When DEC's customers wanted to get the source code for Ultrix (as an example), which was based on 4.1c BSD Unix, the customer first had to buy a Unix source code license from AT&T, then buy a source code license from DEC, then buy a source code distribution from DEC, and they still could not compile and build the entire system. "Pieces" were missing, not because DEC did not want to pass them on, but because DEC could not pass them on.

Another interesting part of licensing was the licenses that universities like University of California, Berkeley; MIT; Carnegie Mellon; and others had in their source code. These universities typically wanted to give their software away to other universities to collaborate with research. However, they did not want to spend thousands of dollars in legal fees for each copy of the software when they were not going to sell it. So they hit on the plan to embed a license into the source code that not only told the users what their rights were, but also worked to indemnify the university, because the software was not warranted for any specific use.

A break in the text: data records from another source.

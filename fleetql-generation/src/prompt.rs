//! Prompt construction.
//!
//! Two strategies share a skeleton: FEW-SHOT leans on retrieved worked
//! examples and a focused schema; FULL-CONTEXT dumps every schema table
//! and the business rules for questions the focused prompt keeps
//! getting wrong. Retry prompts append the failed SQL, the validator's
//! feedback, and a targeted fix instruction.

use std::fmt::Write as _;

use fleetql_core::documents::DocumentKind;
use fleetql_core::models::GenerationAttempt;
use fleetql_retrieval::corpus::SCHEMA_DESCRIPTIONS;
use fleetql_retrieval::ScoredDocument;

/// Which prompt shape to build.
#[derive(Debug, Clone, Copy, PartialEq, Eq)]
pub enum PromptStrategy {
    FewShot,
    FullContext,
}

const CRITICAL_INSTRUCTIONS: &str = "\
CRITICAL INSTRUCTIONS:
1. Return ONLY a single PostgreSQL SELECT statement. No explanation, no markdown.
2. Use ONLY tables and columns shown in the schema below. Never invent names.
3. The vehicle id column differs per table: truck_no in vts_truck_master, \
tl_number in vts_alert_history, tt_number in vts_ongoing_trips and tt_risk_score, \
vehicle_number in alerts.
4. Never join vts_alert_history, alerts, or vts_ongoing_trips to each other \
directly. Join each of them to vts_truck_master instead.
5. Blacklist status is vts_truck_master.whether_truck_blacklisted with values \
'Y' and 'N'. There is no column named blacklisted, is_blacklisted, or blocked.
6. vts_alert_history.violation_type is a text array: use 'X' = ANY(violation_type). \
vts_ongoing_trips.violation_type is plain text: use equality.
7. Every non-aggregated SELECT column must appear in GROUP BY.
8. Do not add date filters the question does not ask for.
9. For 'no X' / 'not generated' / 'without' questions, start from vts_truck_master \
and use NOT EXISTS or LEFT JOIN ... IS NULL.
10. Driver information exists only in vts_ongoing_trips.driver_name.
11. Use explicit JOIN ... ON syntax, never comma joins.";

const SCHEMA_HINTS: &str = "\
COLUMN NAME TRANSLATIONS (wrong -> right):
vah.vehicle_number -> vah.tl_number
blacklisted, is_blacklisted, blocked -> whether_truck_blacklisted ('Y'/'N')
capacity -> capacity_of_the_truck
violation_types -> violation_type

SEMANTIC DEFINITIONS:
'high risk' means risk_score > 50.
'recent' without a number means the last 7 days.
Time columns: vts_alert_history.vts_end_datetime, alerts.created_at.";

const DRIVER_RULE: &str = "\
DRIVER RULE: driver_name exists ONLY in vts_ongoing_trips. To relate drivers to \
alerts or risk, join vts_ongoing_trips to vts_truck_master on tt_number = truck_no \
first.";

/// Build the generation prompt for one attempt.
pub fn build_prompt(
    question: &str,
    strategy: PromptStrategy,
    context: &[ScoredDocument],
    relevant_tables: &[String],
    history: &[GenerationAttempt],
) -> String {
    let mut prompt = String::with_capacity(4096);
    prompt.push_str(
        "You are an expert PostgreSQL analyst for a vehicle tracking system.\n\n",
    );
    prompt.push_str(CRITICAL_INSTRUCTIONS);
    prompt.push_str("\n\n");

    prompt.push_str("SCHEMA:\n");
    for (table, description) in SCHEMA_DESCRIPTIONS {
        let relevant = match strategy {
            PromptStrategy::FullContext => true,
            PromptStrategy::FewShot => {
                relevant_tables.is_empty() || relevant_tables.iter().any(|t| t == table)
            }
        };
        if relevant {
            let _ = writeln!(prompt, "- {table}: {description}");
        }
    }
    prompt.push('\n');
    prompt.push_str(SCHEMA_HINTS);
    prompt.push_str("\n\n");

    if question.to_lowercase().contains("driver") {
        prompt.push_str(DRIVER_RULE);
        prompt.push_str("\n\n");
    }

    push_context(&mut prompt, strategy, context);
    push_error_feedback(&mut prompt, history);

    let _ = write!(prompt, "QUESTION: {question}\n\nSQL:");
    prompt
}

fn push_context(prompt: &mut String, strategy: PromptStrategy, context: &[ScoredDocument]) {
    let examples: Vec<&ScoredDocument> = context
        .iter()
        .filter(|d| d.document.kind.example_sql().is_some())
        .collect();
    if !examples.is_empty() {
        prompt.push_str("EXAMPLES OF CORRECT QUERIES:\n");
        for scored in &examples {
            let _ = writeln!(prompt, "{}\n", scored.document.text);
        }
    }
    if strategy == PromptStrategy::FullContext {
        for scored in context {
            if matches!(scored.document.kind, DocumentKind::Rules) {
                let _ = writeln!(prompt, "BUSINESS RULES:\n{}\n", scored.document.text);
            }
        }
    }
}

/// Append failure feedback from earlier attempts in this invocation.
/// When the same class of error repeats the instruction escalates from
/// "fix" to "rewrite from scratch".
fn push_error_feedback(prompt: &mut String, history: &[GenerationAttempt]) {
    let Some(last) = history.last() else {
        return;
    };
    let Some(error) = &last.validation_error else {
        return;
    };

    prompt.push_str("YOUR PREVIOUS ATTEMPT FAILED.\n");
    let _ = writeln!(prompt, "Failed SQL:\n{}\n", last.resulting_sql);
    let _ = writeln!(prompt, "Error: {error}\n");
    let _ = writeln!(prompt, "Fix instruction: {}", fix_instruction(error));

    let repeats = history
        .iter()
        .filter(|a| a.validation_error.as_deref() == Some(error.as_str()))
        .count();
    if repeats > 1 {
        prompt.push_str(
            "You made this exact mistake before. Discard your previous approach \
             entirely and write a structurally different query.\n",
        );
    }
    prompt.push('\n');
}

/// Targeted instruction derived from the validator's feedback text.
fn fix_instruction(error: &str) -> &'static str {
    let lower = error.to_lowercase();
    if lower.contains("does not exist") || lower.contains("no such column") {
        "Replace the nonexistent column with one from the schema above, checking \
         the column name translations."
    } else if lower.contains("group by") {
        "Add every non-aggregated SELECT column to the GROUP BY clause."
    } else if lower.contains("join") && lower.contains("directly") {
        "Remove the direct join between fact tables and route both through \
         vts_truck_master."
    } else if lower.contains("missing from-clause") || lower.contains("alias") {
        "Add the missing table to the FROM clause or fix the alias reference."
    } else if lower.contains("array") || lower.contains("any(") {
        "Use 'VALUE' = ANY(violation_type) for vts_alert_history and plain \
         equality for vts_ongoing_trips."
    } else if lower.contains("timestamp") || lower.contains("date") {
        "Compare timestamp columns against CURRENT_DATE - INTERVAL 'N units', \
         not against integers."
    } else {
        "Re-read the schema section and rewrite the query using only listed \
         tables and columns."
    }
}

Different universities had different desires, so there were various licenses with certain minor differences.

Over time there were other entities that wanted to get credit for the software, have changes to the software returned to them so they could fix them, or get feedback from the use of the software.

Add in commercial companies with their changes, and soon there was a plethora of licenses out there, with only minor (and usually useless) differences.

Eventually it was recognized that the licenses were too cumbersome, particularly when taking all of these licenses and trying to combine them onto one CD/DVD/ISO. The distribution's lawyers would have to read every license and see if they were compatible.

So a group of people got together and sorted through the licenses, separating out all the similar licenses and putting them into two main groups: "permissive" and "restrictive."

The permissive licenses typically had the least requirements for the developer using the sources to pass on their source changes, either to the next developer or the end user. The restrictive licenses, of which GPL is the most famous, required the user of the sources to pass their changes on to the next developer or the end user.

The collection of all of these licenses were called "open source." However, it is worthwhile to explain the real differences between permissive and restrictive licenses.

Companies and developers love permissive open source. They get to use the sources that others have developed, which allows them to make products faster and with tested code, yet they are not forced to pass on their intellectual property to their competitors or to their customers. Their customers have to wait for the developers to produce the changes the customer needs or the bug fixes.

Customers love restrictive open source, better known as free software. With free software the customer can support their own software. They can find other programmers who have the expertise to fix it and not be dependent on the developers that made it. Software freedom.

The Author

Jon "maddog" Hall is an author, educator, computer scientist, and free software pioneer who has been a passionate advocate for Linux since 1994 when he first met Linus Torvalds and facilitated the port of Linux to a 64-bit system. He serves as president of Linux InternationalÆ.